Moreover, electricity supply is limited to 48% of the population most of which is in urban areas. The rural electrification rate is only around 8%. The low level of electrification as well as insufficient supply in the electrified areas hampers both economic development and access to information and education. Although the Nepalese government officially recognizes the importance of developing the electricity sector, and has passed a Hydropower Development Policy, the political instability of the country makes it difficult to develop and enact long-term strategies in general. To date, there is no National Energy Strategy for the country. A draft forwarded to the parliament cannot be approved as the parliament is incapacitated in its current situation. A draft of the Ordinance for the Development and Management of the Electricity Sector, to which SHPP contributed, has been pending in parliament since 2005. Up to now, the energy policy objectives which mainly emphasize the development of the hydropower sector are set up as a part of the general 5-Year Plans by the National Planning Commission. The current 3-Year Interim Plan (2007/08 – 2009/10) defining insufficient electricity supply as one of the most urgent problems of the country aims to produce significant increases of private sector participation in the hydropower sector as well as an extension of the NEA-generated capacity. The ambitious goal is to abandon the practice of load-shedding in 2013/14 by completing ongoing hydropower projects adding 105 MW generation capacity (85 MW by public sector, 20 MW by private sector) and the initiation of new hydropower projects with 2,115 MW capacity. However, knowing that hydropower projects in Nepal are usually delayed for a couple of years, these goals are very unlikely to be achieved. During the previous planning period, only 13% of the projected generation capacity increase was achieved.
To date, among the on-grid hydropower plants, 19 with a generation capacity of 158 MW are operated by IPPs. Six IPP projects are under construction and for 25 projects the Power Purchase Agreement (PPA) has already been signed. In total, there are around 170 projects developed and operated by IPPs in different stages, ranging from 1 to 50 MW with a total capacity of 1600 MW. Although it has to be assumed that only a part of them will be realized, these numbers indicate that the hydropower sector with the support of SHPP has indeed become an attractive area for investment during the last decade. According to the Nepal Association of Independent Power Producers (IPPAN), capital available for hydropower in the country’s bank sector is sufficient to finance hydropower plants with a combined capacity of 50 MW in total. Since a deficit of confidence and capital is one of its direct effects, political instability can be seen as a major bottleneck for further development of this sector.

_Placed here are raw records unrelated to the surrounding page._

use super::{
    geojson_ops::{feature_id, read_geojson_feature_collection, value_as_f64},
    InputError,
};
use crate::config::TractConfig;
use geo::{Geometry, MultiPolygon};
use walkshed_core::model::TractPolygon;

/// reads tract polygons along with their population and median income.
///
/// a missing or unparseable population is read as 0. census tables encode
/// unavailable estimates as large negative sentinels, so a negative or missing
/// median income is read as unknown.
pub fn read_tracts(config: &TractConfig) -> Result<Vec<TractPolygon>, InputError> {
    let file = config.file.as_str();
    let collection = read_geojson_feature_collection(file)?;
    let mut tracts = vec![];
    let mut skipped = 0;
    for (index, mut feature) in collection.features.into_iter().enumerate() {
        let id = feature_id(&feature, Some(&config.id_property), index);
        let geometry = feature
            .geometry
            .take()
            .map(Geometry::<f64>::try_from)
            .transpose();
        let geometry = match geometry {
            Ok(Some(Geometry::Polygon(polygon))) => MultiPolygon::new(vec![polygon]),
            Ok(Some(Geometry::MultiPolygon(multi))) => multi,
            Ok(_) => {
                log::warn!("tract {id} in {file} is not a polygon, skipping");
                skipped += 1;
                continue;
            }
            Err(e) => {
                log::warn!("tract {id} in {file} has an invalid geometry: {e}");
                skipped += 1;
                continue;
            }
        };

        let population = feature
            .property(&config.population_property)
            .and_then(value_as_f64)
            .filter(|p| p.is_finite() && *p >= 0.0)
            .map(|p| p.round() as u64)
            .unwrap_or_else(|| {
                log::debug!("tract {id} has no population, using 0");
                0
            });
        let median_income = feature
            .property(&config.median_income_property)
            .and_then(value_as_f64)
            .filter(|i| i.is_finite() && *i >= 0.0);

        tracts.push(TractPolygon {
            id,
            geometry,
            population,
            median_income,
        });
    }
    if tracts.is_empty() {
        return Err(InputError::NoFeatures(file.to_string()));
    }
    log::info!("read {} tracts from {file}, skipped {skipped}", tracts.len());
    Ok(tracts)
}

#[cfg(test)]
mod tests {
    use super::*;

    #[test]
    fn test_read_tracts() {
        let dir = tempfile::tempdir().unwrap();
        let path = dir.path().join("tracts.geojson");
        let contents = r#"{"type": "FeatureCollection", "features": [
            {"type": "Feature", "properties": {"GEOID": "36061000100", "population": "3200", "median_income": 61000},
             "geometry": {"type": "Polygon", "coordinates": [[[0, 0], [100, 0], [100, 100], [0, 100], [0, 0]]]}},
            {"type": "Feature", "properties": {"GEOID": "36061000200", "population": 0, "median_income": -666666666},
             "geometry": {"type": "MultiPolygon", "coordinates": [[[[200, 0], [300, 0], [300, 100], [200, 0]]]]}},
            {"type": "Feature", "properties": {"GEOID": "36061000300"},
             "geometry": {"type": "LineString", "coordinates": [[0, 0], [1, 1]]}}
        ]}"#;
        std::fs::write(&path, contents).unwrap();
        let config = TractConfig {
            file: path.to_str().unwrap().to_string(),
            ..Default::default()
        };
        let tracts = read_tracts(&config).unwrap();
        assert_eq!(tracts.len(), 2);
        assert_eq!(tracts[0].id, "36061000100");
        assert_eq!(tracts[0].population, 3200);
        assert_eq!(tracts[0].median_income, Some(61000.0));
        assert_eq!(tracts[1].median_income, None);
        assert_eq!(tracts[1].geometry.0.len(), 1);
    }
}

- > For further information about the energy sector in Nepal click here.



Ten Years of Small Hydro Promotion Programme in Nepal

Ideas for privately and commercially operated hydropower schemes in Nepal were first introduced with support from donor organizations in the early 1990s. At that time, Nepal was suffering from acute electricity shortages causing direct economic losses and leading to the migration of several industries to neighboring countries and resulting in a significant loss of jobs. The government of Nepal (GoN), being under great pressure to solve these problems, recognized the importance of the private sector for developing the hydropower potential of the country and adopted the legal framework accordingly. However, even though its regulations were among the most favorable to private investment in South Asia, the interest of the private sector to invest in hydropower remained limited for the next decade. At this time, there was only one international organization engaged in the hydropower sector in Nepal - the Swiss NGO Helvetas, who has been working in Nepal since the early 1980s. In 1992, the Norwegian Organisation NORAD supported the construction of a hydropower plant with a 60 MW capacity in Khimti. To finance the project, the company Himal Power Limited was founded as a joint venture with 60% Norwegian and 40% Nepalese shareholders. When it came into service in 2000, Khimti became the first commercially run hydropower scheme in Nepal. The second one was the 36 MW scheme at Bothekoshi, supported by USAID.
Simultaneously, in 1992, the German development cooperation became engaged in the hydropower sector with a small project aiming at the electrification of district centers in Nepal. During the 4-year project period GTZ developed a master plan for the electrification of approximately 40 district centers through small hydropower schemes and conducted site identification and feasibility studies. After project closure the need to further promote small hydropower in Nepal was identified. In response, GTZ screened 7 potential hydropower schemes and conducted a workshop with various stakeholders to indentify barriers hindering further development of the small hydropower sector.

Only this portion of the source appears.